Building Wealth in the Community
The Detroit Puppet Company’s impact goes beyond providing income for its employees and local artists, the space itself is designed to build equity and wealth in the community. Morris purchased the bungalow that now comprises the puppet theater and laboratory in a foreclosure auction and renovated it.
As audiences grew, the performances spilled outside leading to the development of a 1.3-acre performance area and garden that transformed 12 vacant, overgrown lots into a venue and welcoming neighborhood gathering space.
“It felt like this is no longer a space that I’m just developing for a puppet studio, this space has a larger responsibility,” Morris says. “At that time there were multiple lots that were directly adjacent to the structure that during the summer months, the grass would go really long. So for the sake of appearances, I started mowing the grass. And then we had this really nice big lawn space.”
“I realized that there’s this larger outdoor opportunity for this outdoor green space,” says Morris, who has regularly engaged with the city to see how its work fits into broader citywide revitalization efforts. The company’s strategic plan calls for eventual to transition of ownership to the community to help build equity and wealth in the neighborhood.
NEI and Partners Setting the Bar High
For Morris the support through Michigan Women Forward is the second phase of NEI-funded support, including her Detroit Innovation Fellowship in 2019-20; NEI’s final cohort before COVID.
“We work with a lot of the foundations and NEI set the bar very high for the care of their grantees in the Detroit small business ecosystem,” says Morris.
Without that support from NEI and others, the Detroit Puppet Company faced the prospect of laying of its five permanent employees – and giving up the hard-fought growth it had achieved in expanding its operations and impact over the past several years.

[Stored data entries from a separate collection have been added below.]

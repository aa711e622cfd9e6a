//! Decode time signals.
//!
//! This crate decodes captured [DCF77] minute frames. The input is a pre-demodulated stream of
//! [`Token`]s, one per received second: either a [`Bit`] or a minute boundary (the missing pulse
//! in second 59). Demodulating the longwave carrier itself is left to whatever produced the
//! capture.
//!
//! The crate is split in two halves:
//! - [`bcd`]: stateless decoding of BCD encoded fields and their parity bits.
//! - [`dcf77`]: the [`Decoder`](dcf77::Decoder) state machine, which assigns meaning to each
//!   second of the minute and emits [`Event`](dcf77::Event)s.
//!
//! Enabling feature `serde` derives `Serialize` for every public type emitted by the decoder.
//!
//! [DCF77]: https://en.wikipedia.org/wiki/DCF77
//!
//! # Examples
//!
//! ```
//! # use signals::{Token, dcf77::{Decoder, Event}};
//! // Sunday, May 26, 2024. 18:58 CEST, packed LSB first (second 0 is bit 0).
//! let packed: u64 = 0x090BE631B120000;
//!
//! let mut decoder = Decoder::new();
//! let mut frames = Vec::new();
//! let tokens = (0..59)
//! 	.map(|i| Token::from_line(if (packed >> i) & 1 > 0 { "1" } else { "0" }))
//! 	.chain([Token::MinuteBoundary]);
//! for token in tokens {
//! 	decoder.push(token, |event| {
//! 		if let Event::Frame(f) = event {
//! 			frames.push(f.to_string());
//! 		}
//! 	});
//! }
//! assert_eq!(frames, ["2024-05-26T18:58+02:00"]);
//! ```

#![cfg_attr(docsrs, feature(doc_cfg))]

pub mod bcd;
pub mod dcf77;
mod error;

pub use error::{Error, Result};

/// A single received bit.
///
/// DCF77 bits are binary, but a capture can contain lines that are neither `0` nor `1`. Those are
/// kept as [`Bit::Invalid`] rather than being dropped, so that every line still occupies one
/// second of the minute. Invalid bits never count as set when decoding or checking parity.
#[derive(Clone, Copy, Debug, Default, PartialEq, Eq, Hash)]
#[cfg_attr(feature = "serde", derive(serde::Serialize))]
pub enum Bit {
	/// A `0` bit (100ms amplitude reduction).
	#[default]
	Zero,
	/// A `1` bit (200ms amplitude reduction).
	One,
	/// Anything else.
	Invalid
}

impl Bit {
	/// Map a capture character to a bit.
	///
	/// # Examples
	///
	/// ```
	/// # use signals::Bit;
	/// assert_eq!(Bit::from_char('0'), Bit::Zero);
	/// assert_eq!(Bit::from_char('1'), Bit::One);
	/// assert_eq!(Bit::from_char('x'), Bit::Invalid);
	/// ```
	pub fn from_char(c: char) -> Bit {
		match c {
			'0' => Bit::Zero,
			'1' => Bit::One,
			_ => Bit::Invalid
		}
	}

	/// The character echoed for this bit: `0`, `1`, or `?`.
	pub fn as_char(self) -> char {
		match self {
			Bit::Zero => '0',
			Bit::One => '1',
			Bit::Invalid => '?'
		}
	}

	/// The numeric sentinel for this bit: 0, 1, or 2 for [`Bit::Invalid`].
	pub fn value(self) -> u8 {
		match self {
			Bit::Zero => 0,
			Bit::One => 1,
			Bit::Invalid => 2
		}
	}

	/// Whether this bit is [`Bit::One`].
	#[inline(always)]
	pub fn is_set(self) -> bool {
		self == Bit::One
	}
}

impl TryFrom<u8> for Bit {
	type Error = Error;

	/// Convert a numeric sentinel (see [`Bit::value`]) back to a bit.
	///
	/// # Errors
	///
	/// Returns [`Error::InvalidBitValue`] for anything greater than 2.
	fn try_from(value: u8) -> Result<Self> {
		match value {
			0 => Ok(Bit::Zero),
			1 => Ok(Bit::One),
			2 => Ok(Bit::Invalid),
			v => Err(Error::InvalidBitValue(v))
		}
	}
}

/// One line of a capture.
#[derive(Clone, Copy, Debug, PartialEq, Eq)]
#[cfg_attr(feature = "serde", derive(serde::Serialize))]
pub enum Token {
	/// The missing pulse marking the start of a new minute.
	MinuteBoundary,
	/// The bit received in the current second.
	Bit(Bit)
}

impl Token {
	/// Parse a capture line, with its line terminator already removed.
	///
	/// An empty line is a [`Token::MinuteBoundary`]. Otherwise only the first character counts:
	/// `0` and `1` are bits, anything else is [`Bit::Invalid`].
	///
	/// # Examples
	///
	/// ```
	/// # use signals::{Bit, Token};
	/// assert_eq!(Token::from_line(""), Token::MinuteBoundary);
	/// assert_eq!(Token::from_line("1"), Token::Bit(Bit::One));
	/// assert_eq!(Token::from_line("0 # comment"), Token::Bit(Bit::Zero));
	/// assert_eq!(Token::from_line("?"), Token::Bit(Bit::Invalid));
	/// ```
	pub fn from_line(line: &str) -> Token {
		match line.chars().next() {
			None => Token::MinuteBoundary,
			Some(c) => Token::Bit(Bit::from_char(c))
		}
	}

	/// Whether this token came from a line that is neither empty nor a valid bit.
	#[inline(always)]
	pub fn is_invalid(&self) -> bool {
		*self == Token::Bit(Bit::Invalid)
	}
}

#[cfg(test)]
mod tests {
	use super::*;

	#[test]
	fn bit_test() {
		for b in [Bit::Zero, Bit::One, Bit::Invalid] {
			assert_eq!(Bit::try_from(b.value()), Ok(b));
			assert_eq!(Bit::from_char(b.as_char()), b);
		}
		assert_eq!(Bit::try_from(3), Err(Error::InvalidBitValue(3)));
		assert_eq!(Bit::default(), Bit::Zero);
		assert!(Bit::One.is_set());
		assert!(!Bit::Zero.is_set());
		assert!(!Bit::Invalid.is_set());
	}

	#[test]
	fn token_test() {
		assert_eq!(Token::from_line(""), Token::MinuteBoundary);
		assert_eq!(Token::from_line("0"), Token::Bit(Bit::Zero));
		assert_eq!(Token::from_line("1"), Token::Bit(Bit::One));
		assert_eq!(Token::from_line("10"), Token::Bit(Bit::One));
		assert_eq!(Token::from_line(" 1"), Token::Bit(Bit::Invalid));
		assert_eq!(Token::from_line("\r"), Token::Bit(Bit::Invalid));

		assert!(Token::from_line("a").is_invalid());
		assert!(!Token::from_line("").is_invalid());
		assert!(!Token::from_line("0").is_invalid());
	}
}
//! Decode the [DCF77] time signal from a textual capture.
//!
//! Receiving hardware differs too much to read the signal directly, so this program decodes a
//! capture file instead. The capture has one line per second of received signal:
//!
//! | Line          | Meaning                                  |
//! | ------------- | ---------------------------------------- |
//! | empty         | Missing pulse, the start of a new minute |
//! | `0`           | Bit 0 (100 ms pulse)                     |
//! | `1`           | Bit 1 (200 ms pulse)                     |
//! | anything else | Garbage, decoded as an invalid bit       |
//!
//! Every decoded minute is printed as an ISO 8601 timestamp with its UTC offset, along with the
//! weather broadcast bits, announcements and warnings about inconsistent data.
//!
//! [DCF77]: https://en.wikipedia.org/wiki/DCF77
//!
//! # Command Line Arguments
//!
//! General form: `dcf77decode [options...] datafile`
//!
//! | Short form | Long form   | Argument       | Default | Description                              |
//! | ---------- | ----------- | -------------- | ------- | ---------------------------------------- |
//! | `-f`       | `--format`  | `text`, `json` | `text`  | Output format                            |
//! |            | `--no-sync` |                | Off     | Decode from the first line of the input  |
//!
//! If `-` is given as the datafile, the capture is read from standard input. Without a datafile, a
//! short usage text is printed.
//!
//! By default, everything up to the first minute boundary is skipped so that the first decoded
//! frame comes from a complete minute. With `--no-sync`, decoding starts at the first line and the
//! first frame may be incomplete.
//!
//! Diagnostic logging goes to stderr and is configured with the `DCF77_LOG` environment variable,
//! using [`EnvFilter`] syntax. The default level is `warn`.
//!
//! # Examples
//!
//! Decode a capture file
//! ```sh
//! dcf77decode capture.txt
//! ```
//!
//! Decode from a receiver script as JSON, with debug logging
//! ```sh
//! receiver | DCF77_LOG=debug dcf77decode -f json -
//! ```

use std::fs::File;
use std::io::{self, BufRead, BufReader};
use std::process::ExitCode;
use anyhow::{Context, Result};
use clap::Parser;
use tracing::debug;
use tracing_subscriber::EnvFilter;

use args::{Arguments, Format, Input};
use input::LineSource;
use output::{Json, Report, Text};

mod args;
mod decode;
mod input;
mod output;

const USAGE: &str = "\
This program decodes the data coming from the DCF77 time signal station.
Due to the differences in receiving hardware, the data is read from a file.
If \"-\" is specified as the datafile, input is read from stdin.

The datafile is expected to be in the following format:
Empty line (\"\\n\") = Missing pulse at the start of a minute
Line only with a 1 (\"1\\n\") = Bit 1
Line only with a 0 (\"0\\n\") = Bit 0

Options:
  -f, --format <FORMAT>  output format, text or json, default text
  --no-sync              decode from the first line instead of the first minute boundary
  -h, --help             print detailed help
  -V, --version          print version";

/// Decode the capture from `input`, writing the report to stdout.
///
/// # Errors
///
/// Fails if the capture cannot be opened or read, or stdout cannot be written.
fn decode(input: Input, format: Format, sync: bool) -> Result<()> {
	let reader: Box<dyn BufRead> = match input {
		Input::Stdin => Box::new(io::stdin().lock()),
		Input::File(path) => {
			let file = File::open(&path)
				.with_context(|| format!("Could not open file {}", path.display()))?;
			debug!(path = %path.display(), "reading capture");
			Box::new(BufReader::new(file))
		}
	};

	let stdout = io::stdout().lock();
	let mut report: Box<dyn Report> = match format {
		Format::Text => Box::new(Text(stdout)),
		Format::Json => Box::new(Json(stdout))
	};

	decode::run(&mut LineSource::new(reader), report.as_mut(), sync)
		.context("Failed to decode capture")?;
	Ok(())
}

/// Main program entry point.
///
/// Parses input arguments and decodes the capture. See [`crate`] documentation for details.
fn main() -> ExitCode {
	let args = Arguments::parse();
	tracing_subscriber::fmt()
		.with_target(false)
		.with_writer(io::stderr)
		.with_ansi(false)
		.without_time()
		.with_env_filter(
			EnvFilter::try_from_env("DCF77_LOG").unwrap_or_else(|_| EnvFilter::new("warn"))
		)
		.init();

	debug!("{} {}", env!("CARGO_PKG_NAME"), env!("CARGO_PKG_VERSION"));

	let Some(input) = args.input() else {
		println!("Usage: {} [OPTIONS] [DATAFILE]\n\n{}", env!("CARGO_PKG_NAME"), USAGE);
		return ExitCode::SUCCESS;
	};

	decode(input, args.format, !args.no_sync)
		.inspect_err(|e| eprintln!("{:#}", e))
		.map(|()| ExitCode::SUCCESS)
		.unwrap_or(ExitCode::FAILURE)
}
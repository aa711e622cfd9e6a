use std::io::Write;
use assert_cmd::Command;
use predicates::prelude::*;
use predicates::str::{contains, starts_with};
use tempfile::NamedTempFile;

/// Sunday, May 26, 2024. 18:58 CEST.
const MAY_2024: u64 = 0x090BE631B120000;

/// A capture of a partial minute followed by one full minute and its boundary.
fn capture(packed: u64) -> String {
	let bits: String = (0..59).map(|i| if (packed >> i) & 1 > 0 { "1\n" } else { "0\n" }).collect();
	format!("1\n0\n\n{}\n", bits)
}

fn cmd() -> Command {
	let mut cmd = Command::cargo_bin("dcf77decode").unwrap();
	cmd.env_remove("DCF77_LOG");
	cmd
}

#[test]
fn usage_test() {
	cmd()
		.assert()
		.success()
		.stdout(starts_with("Usage: dcf77decode [OPTIONS] [DATAFILE]"))
		.stdout(contains("Empty line"));
}

#[test]
fn file_test() {
	let mut file = NamedTempFile::new().unwrap();
	file.write_all(capture(MAY_2024).as_bytes()).unwrap();

	cmd()
		.arg(file.path())
		.assert()
		.success()
		.stdout(starts_with("Waiting for the beginning of the next minute...\n"))
		.stdout(contains("Weekday (1 = Monday): 7\n2024-05-26T18:58+02:00\n"))
		.stdout(contains("Warning").not());
}

#[test]
fn stdin_test() {
	cmd()
		.arg("-")
		.write_stdin(capture(MAY_2024).replace('\n', "\r\n"))
		.assert()
		.success()
		.stdout(contains("2024-05-26T18:58+02:00\n"));
}

#[test]
fn no_sync_test() {
	cmd()
		.args(["--no-sync", "-"])
		.write_stdin(capture(MAY_2024))
		.assert()
		.success()
		.stdout(contains("Warning: First bit is not 0, this should never happen.\n"))
		.stdout(contains("Waiting").not())
		.stdout(contains("2024-05-26T18:58+02:00\n"));
}

#[test]
fn json_test() {
	cmd()
		.args(["-f", "json", "-"])
		.write_stdin(capture(MAY_2024))
		.assert()
		.success()
		.stdout(starts_with("\"Waiting\"\n"))
		.stdout(contains(
			"{\"Frame\":{\"year\":24,\"month\":5,\"day\":26,\"hour\":18,\"minute\":58,\"tz_offset\":2}}\n"
		));
}

#[test]
fn missing_file_test() {
	cmd()
		.arg("does/not/exist.txt")
		.assert()
		.failure()
		.stderr(contains("Could not open file does/not/exist.txt"));
}

#[test]
fn bad_argument_test() {
	cmd()
		.args(["--format", "xml", "-"])
		.assert()
		.failure()
		.stderr(contains("xml"));
}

“If that happened, five people would’ve gotten laid off and our operational capacity would’ve been decimated,” Morris says. “It was amazing for us just to know that we were still able to support all of these Detroit residents in a financial way. That we were able to continue to support people professionally in their development and also support our organization and just continue to run our organization, that was incredible.”